Humans are social beings and crave connection. But with social distancing in place, isolation has caused many to deal with intense anxiety and depression, in turn affecting physical well-being. While we reduce socializing as an individual, it is essential to stay connected as best as we can and some best ways to do so are – 

  • Staying in touch with friends and building a deeper bond with family: A good support network of colleagues, friends, and family can ease any problem. So building bonds with a few close ones is key to keeping your stress and anxiety levels handled.
  • Log off from toxic people: Emotions are contagious, so be aware of whom you seek out as your sounding board. Do not feel guilty to mute people who are exacerbating your anxiety. Switch to people in your life that are thoughtful, joyful, and level-headed.

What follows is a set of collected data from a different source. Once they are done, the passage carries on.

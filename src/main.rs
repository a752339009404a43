// src/main.rs

use blog_api::config::Config;
use blog_api::routes;
use blog_api::seed::seed_demo;
use blog_api::state::AppState;
use dotenvy::dotenv;
use std::net::SocketAddr;
use tracing_subscriber::{EnvFilter, fmt, layer::SubscriberExt, util::SubscriberInitExt};

#[tokio::main]
async fn main() -> Result<(), Box<dyn std::error::Error>> {
    // Load .env file (if present)
    dotenv().ok();

    // Load configuration from environment
    let config = Config::from_env();

    let file_appender = tracing_appender::rolling::daily(&config.log_dir, "app.log");
    let (non_blocking, _guard) = tracing_appender::non_blocking(file_appender);
    let env_filter = EnvFilter::new(&config.rust_log);
    let stdout_layer = fmt::layer().with_writer(std::io::stdout).with_target(false);
    let file_layer = fmt::layer().with_writer(non_blocking).with_ansi(false);

    // Initialize Tracing (Logging)
    tracing_subscriber::registry()
        .with(env_filter)
        .with(stdout_layer)
        .with(file_layer)
        .init();

    // In-memory collections; nothing survives a restart.
    let state = AppState::new(config.clone());

    // Seed Demo Content
    if let (Some(email), Some(password)) = (&config.demo_email, &config.demo_password) {
        if let Err(e) = seed_demo(&state, email, password).await {
            tracing::error!("Failed to seed demo content: {:?}", e);
        }
    }

    // Create the Axum application router
    let app = routes::create_router(state);

    // Bind to the listening address
    let addr = SocketAddr::from(([0, 0, 0, 0], config.port));
    tracing::info!("Listening on {}", addr);

    let listener = tokio::net::TcpListener::bind(addr).await?;

    // Start the server
    axum::serve(listener, app).await?;

    Ok(())
}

#5 Learn how to self-soothe

Go easy on yourself, especially during these testing times, and practice self-care in response to the unusual coronavirus disruption. The best ways to do so are – 

  • Positive Self-talk: If you feel more depressed or nervous than normal, you’re not alone. Whenever the feeling of anxiety comes into play, practice positive self-speech to increase your own emotional comfort. It can be as simple as saying things like ‘This feeling will pass;’ ‘I am going to get through it,’ ‘I’m anxious now, but I can make myself calm’.
  • Accept your emotions: If we face an anxious situation, physiological changes are automatically triggered by our sympathetic nervous system. The breathing picks up, the adrenaline is secreted, and the heart starts pounding—this natural mechanism for survival is known as fight or flight response. However, if the danger is fantasized, then the flight and fight response is superfluous. Understand, you are safe at home, learn to cope with your emotions, and accept that you will be tense at times and it is okay to be that way. 

#6 Make sure to get 8 hours of sleep every day

Even losing a few hours of sleep raises feelings of tension, frustration, depression, and fatigue. Especially, during this time, it is imperative that each and every one of us get a good night’s sleep, for it is of utmost necessity for the proper functioning of mind and body. A few tips that can be followed are – 

  • Stick to a sleep schedule: Fixing your bedtime and wake up time is one of the best ways to make sure you are well-rested. This will not only help your body and mind but will also keep stress levels low. 
  • Wind down: Your body and mind need time to shift to a sleep mode, keeping a relaxing activity close to bedtime like listening to soothing music or reading a funny book can help you think of happy thoughts and make it easy for your body to turn to sleep mode in less time. 

#7 Stay informed but limit the amount of information flow

One way to improve the quality of your thoughts is by controlling the amount of information flow that you are exposed to. We live in a world where there is an abundance of information and misinformation flowing around us. And, this can start to feel overwhelming and bring about high levels of stress and anxiety. One of the best things you can do, especially if you’re the type who says, “I need to know every new headline, every new update,” is –

  • Rely only on trusted sources: Stay away from the most compulsive headlines and feeds, and be deliberate about what you read and watch. Stick to CDC, WHO, and local public health authorities’ words before going to other sources. 
  • Don’t eliminate but segregate: You shouldn’t completely switch off media. It’s also important to get informed about the latest practices and precautions laid by the government to help slow down the spread of the virus on your part. Segregate the sources that provide only the juice of all occurrences without any hogwash. 
  • Switch it off if you feel overwhelmed: Limit your watch time to a 30-minute evening news broadcast and ask yourself how much of that was really necessary?